[Saved entries]
= = = = = = =

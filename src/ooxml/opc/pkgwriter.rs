//! Package writer for OPC packages.
//!
//! Serializes an [`OpcPackage`] into ZIP bytes: `[Content_Types].xml` first,
//! then the package relationships, then every part followed by its own
//! relationships.

use crate::common::xml::{XML_DECLARATION, escape_xml};
use crate::ooxml::error::Result;
use crate::ooxml::opc::constants::{content_type as ct, namespace};
use crate::ooxml::opc::package::OpcPackage;
use crate::ooxml::opc::packuri::{CONTENT_TYPES_URI, PACKAGE_URI, PackURI};
use crate::ooxml::opc::phys_pkg::PhysPkgWriter;
use std::collections::BTreeMap;

/// Package writer that serializes an OPC package to a ZIP archive.
pub struct PackageWriter;

impl PackageWriter {
    /// Serialize an OPC package to bytes.
    pub fn to_bytes(package: &OpcPackage) -> Result<Vec<u8>> {
        let mut phys_writer = PhysPkgWriter::new();

        Self::write_content_types(&mut phys_writer, package)?;
        Self::write_pkg_rels(&mut phys_writer, package)?;
        Self::write_parts(&mut phys_writer, package)?;

        phys_writer.finish()
    }

    fn write_content_types(phys_writer: &mut PhysPkgWriter, package: &OpcPackage) -> Result<()> {
        let blob = ContentTypesItem::from_package(package).to_xml();
        phys_writer.write(&PackURI::from_member(CONTENT_TYPES_URI), blob.as_bytes())
    }

    fn write_pkg_rels(phys_writer: &mut PhysPkgWriter, package: &OpcPackage) -> Result<()> {
        let rels_uri = PackURI::from_member(PACKAGE_URI).rels_uri();
        phys_writer.write(&rels_uri, package.rels().to_xml().as_bytes())
    }

    fn write_parts(phys_writer: &mut PhysPkgWriter, package: &OpcPackage) -> Result<()> {
        for part in package.iter_parts() {
            if is_compressed_media(part.content_type()) {
                phys_writer.write_stored(part.partname(), part.blob())?;
            } else {
                phys_writer.write(part.partname(), part.blob())?;
            }

            if !part.rels().is_empty() {
                let rels_xml = part.rels().to_xml();
                phys_writer.write(&part.partname().rels_uri(), rels_xml.as_bytes())?;
            }
        }

        Ok(())
    }
}

fn is_compressed_media(content_type: &str) -> bool {
    matches!(content_type, ct::PNG | ct::JPEG | ct::GIF)
}

/// Helper for building [Content_Types].xml content.
///
/// Manages Default and Override elements for content type mapping.
struct ContentTypesItem {
    /// Default content types by extension
    defaults: BTreeMap<String, String>,

    /// Override content types by partname
    overrides: BTreeMap<String, String>,
}

impl ContentTypesItem {
    fn new() -> Self {
        let mut defaults = BTreeMap::new();
        defaults.insert("rels".to_string(), ct::OPC_RELATIONSHIPS.to_string());
        defaults.insert("xml".to_string(), ct::XML.to_string());

        Self {
            defaults,
            overrides: BTreeMap::new(),
        }
    }

    fn from_package(package: &OpcPackage) -> Self {
        let mut cti = Self::new();
        for part in package.iter_parts() {
            cti.add_content_type(part.partname(), part.content_type());
        }
        cti
    }

    /// Media and VML get extension defaults, everything else an override.
    fn add_content_type(&mut self, partname: &PackURI, content_type: &str) {
        let ext = partname.ext();
        if Self::is_default_content_type(ext, content_type) {
            self.defaults
                .insert(ext.to_string(), content_type.to_string());
        } else {
            self.overrides
                .insert(partname.to_string(), content_type.to_string());
        }
    }

    fn is_default_content_type(ext: &str, content_type: &str) -> bool {
        matches!(
            (ext, content_type),
            ("rels", ct::OPC_RELATIONSHIPS)
                | ("xml", ct::XML)
                | ("png", ct::PNG)
                | ("jpeg", ct::JPEG)
                | ("gif", ct::GIF)
                | ("bmp", ct::BMP)
                | ("vml", ct::OFC_VML_DRAWING)
        )
    }

    fn to_xml(&self) -> String {
        let mut xml = String::with_capacity(2048);

        xml.push_str(XML_DECLARATION);
        xml.push('\n');
        xml.push_str(r#"<Types xmlns=""#);
        xml.push_str(namespace::OPC_CONTENT_TYPES);
        xml.push_str(r#"">"#);

        for (ext, content_type) in &self.defaults {
            xml.push_str(&format!(
                r#"<Default Extension="{}" ContentType="{}"/>"#,
                escape_xml(ext),
                escape_xml(content_type)
            ));
        }

        for (partname, content_type) in &self.overrides {
            xml.push_str(&format!(
                r#"<Override PartName="{}" ContentType="{}"/>"#,
                escape_xml(partname),
                escape_xml(content_type)
            ));
        }

        xml.push_str("</Types>");
        xml
    }
}

#[cfg(test)]
mod tests {
    use super::*;
    use crate::ooxml::opc::constants::relationship_type as rt;
    use crate::ooxml::opc::part::Part;
    use std::io::{Cursor, Read};

    #[test]
    fn test_content_types_xml() {
        let mut cti = ContentTypesItem::new();
        cti.add_content_type(&PackURI::from_member("xl/media/image1.png"), ct::PNG);
        cti.add_content_type(&PackURI::from_member("xl/workbook.xml"), ct::SML_SHEET_MAIN);

        let xml = cti.to_xml();

        assert!(xml.contains(r#"<Default Extension="png" ContentType="image/png"/>"#));
        assert!(xml.contains(r#"<Override PartName="/xl/workbook.xml""#));
        assert!(!xml.contains(r#"PartName="/xl/media/image1.png""#));
    }

    #[test]
    fn test_package_member_order() {
        let mut package = OpcPackage::new();
        let workbook = PackURI::from_member("xl/workbook.xml");
        package.relate_to(&workbook, rt::OFFICE_DOCUMENT);
        package.add_part(Part::new(workbook, ct::SML_SHEET_MAIN, "<workbook/>"));

        let bytes = PackageWriter::to_bytes(&package).unwrap();
        let mut archive = zip::ZipArchive::new(Cursor::new(bytes)).unwrap();
        let names: Vec<String> = (0..archive.len())
            .map(|i| archive.by_index(i).unwrap().name().to_string())
            .collect();
        assert_eq!(
            names,
            ["[Content_Types].xml", "_rels/.rels", "xl/workbook.xml"]
        );

        let mut rels = String::new();
        archive
            .by_name("_rels/.rels")
            .unwrap()
            .read_to_string(&mut rels)
            .unwrap();
        assert!(rels.contains(r#"Target="xl/workbook.xml""#));
    }
}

= = = = = = =

Reproduce the data shown above with every line intact.

## Task answer
filename src/ooxml/opc/pkgwriter.rs
//! Package writer for OPC packages.
//!
//! Serializes an [`OpcPackage`] into ZIP bytes: `[Content_Types].xml` first,
//! then the package relationships, then every part followed by its own
//! relationships.

use crate::common::xml::{XML_DECLARATION, escape_xml};
use crate::ooxml::error::Result;
use crate::ooxml::opc::constants::{content_type as ct, namespace};
use crate::ooxml::opc::package::OpcPackage;
use crate::ooxml::opc::packuri::{CONTENT_TYPES_URI, PACKAGE_URI, PackURI};
use crate::ooxml::opc::phys_pkg::PhysPkgWriter;
use std::collections::BTreeMap;

/// Package writer that serializes an OPC package to a ZIP archive.
pub struct PackageWriter;

impl PackageWriter {
    /// Serialize an OPC package to bytes.
    pub fn to_bytes(package: &OpcPackage) -> Result<Vec<u8>> {
        let mut phys_writer = PhysPkgWriter::new();

        Self::write_content_types(&mut phys_writer, package)?;
        Self::write_pkg_rels(&mut phys_writer, package)?;
        Self::write_parts(&mut phys_writer, package)?;

        phys_writer.finish()
    }

    fn write_content_types(phys_writer: &mut PhysPkgWriter, package: &OpcPackage) -> Result<()> {
        let blob = ContentTypesItem::from_package(package).to_xml();
        phys_writer.write(&PackURI::from_member(CONTENT_TYPES_URI), blob.as_bytes())
    }

    fn write_pkg_rels(phys_writer: &mut PhysPkgWriter, package: &OpcPackage) -> Result<()> {
        let rels_uri = PackURI::from_member(PACKAGE_URI).rels_uri();
        phys_writer.write(&rels_uri, package.rels().to_xml().as_bytes())
    }

    fn write_parts(phys_writer: &mut PhysPkgWriter, package: &OpcPackage) -> Result<()> {
        for part in package.iter_parts() {
            if is_compressed_media(part.content_type()) {
                phys_writer.write_stored(part.partname(), part.blob())?;
            } else {
                phys_writer.write(part.partname(), part.blob())?;
            }

            if !part.rels().is_empty() {
                let rels_xml = part.rels().to_xml();
                phys_writer.write(&part.partname().rels_uri(), rels_xml.as_bytes())?;
            }
        }

        Ok(())
    }
}

fn is_compressed_media(content_type: &str) -> bool {
    matches!(content_type, ct::PNG | ct::JPEG | ct::GIF)
}

/// Helper for building [Content_Types].xml content.
///
/// Manages Default and Override elements for content type mapping.
struct ContentTypesItem {
    /// Default content types by extension
    defaults: BTreeMap<String, String>,

    /// Override content types by partname
    overrides: BTreeMap<String, String>,
}

impl ContentTypesItem {
    fn new() -> Self {
        let mut defaults = BTreeMap::new();
        defaults.insert("rels".to_string(), ct::OPC_RELATIONSHIPS.to_string());
        defaults.insert("xml".to_string(), ct::XML.to_string());

        Self {
            defaults,
            overrides: BTreeMap::new(),
        }
    }

    fn from_package(package: &OpcPackage) -> Self {
        let mut cti = Self::new();
        for part in package.iter_parts() {
            cti.add_content_type(part.partname(), part.content_type());
        }
        cti
    }

    /// Media and VML get extension defaults, everything else an override.
    fn add_content_type(&mut self, partname: &PackURI, content_type: &str) {
        let ext = partname.ext();
        if Self::is_default_content_type(ext, content_type) {
            self.defaults
                .insert(ext.to_string(), content_type.to_string());
        } else {
            self.overrides
                .insert(partname.to_string(), content_type.to_string());
        }
    }

    fn is_default_content_type(ext: &str, content_type: &str) -> bool {
        matches!(
            (ext, content_type),
            ("rels", ct::OPC_RELATIONSHIPS)
                | ("xml", ct::XML)
                | ("png", ct::PNG)
                | ("jpeg", ct::JPEG)
                | ("gif", ct::GIF)
                | ("bmp", ct::BMP)
                | ("vml", ct::OFC_VML_DRAWING)
        )
    }

    fn to_xml(&self) -> String {
        let mut xml = String::with_capacity(2048);

        xml.push_str(XML_DECLARATION);
        xml.push('\n');
        xml.push_str(r#"<Types xmlns=""#);
        xml.push_str(namespace::OPC_CONTENT_TYPES);
        xml.push_str(r#"">"#);

        for (ext, content_type) in &self.defaults {
            xml.push_str(&format!(
                r#"<Default Extension="{}" ContentType="{}"/>"#,
                escape_xml(ext),
                escape_xml(content_type)
            ));
        }

        for (partname, content_type) in &self.overrides {
            xml.push_str(&format!(
                r#"<Override PartName="{}" ContentType="{}"/>"#,
                escape_xml(partname),
                escape_xml(content_type)
            ));
        }

        xml.push_str("</Types>");
        xml
    }
}

#[cfg(test)]
mod tests {
    use super::*;
    use crate::ooxml::opc::constants::relationship_type as rt;
    use crate::ooxml::opc::part::Part;
    use std::io::{Cursor, Read};

    #[test]
    fn test_content_types_xml() {
        let mut cti = ContentTypesItem::new();
        cti.add_content_type(&PackURI::from_member("xl/media/image1.png"), ct::PNG);
        cti.add_content_type(&PackURI::from_member("xl/workbook.xml"), ct::SML_SHEET_MAIN);

        let xml = cti.to_xml();

        assert!(xml.contains(r#"<Default Extension="png" ContentType="image/png"/>"#));
        assert!(xml.contains(r#"<Override PartName="/xl/workbook.xml""#));
        assert!(!xml.contains(r#"PartName="/xl/media/image1.png""#));
    }

    #[test]
    fn test_package_member_order() {
        let mut package = OpcPackage::new();
        let workbook = PackURI::from_member("xl/workbook.xml");
        package.relate_to(&workbook, rt::OFFICE_DOCUMENT);
        package.add_part(Part::new(workbook, ct::SML_SHEET_MAIN, "<workbook/>"));

        let bytes = PackageWriter::to_bytes(&package).unwrap();
        let mut archive = zip::ZipArchive::new(Cursor::new(bytes)).unwrap();
        let names: Vec<String> = (0..archive.len())
            .map(|i| archive.by_index(i).unwrap().name().to_string())
            .collect();
        assert_eq!(
            names,
            ["[Content_Types].xml", "_rels/.rels", "xl/workbook.xml"]
        );

        let mut rels = String::new();
        archive
            .by_name("_rels/.rels")
            .unwrap()
            .read_to_string(&mut rels)
            .unwrap();
        assert!(rels.contains(r#"Target="xl/workbook.xml""#));
    }
}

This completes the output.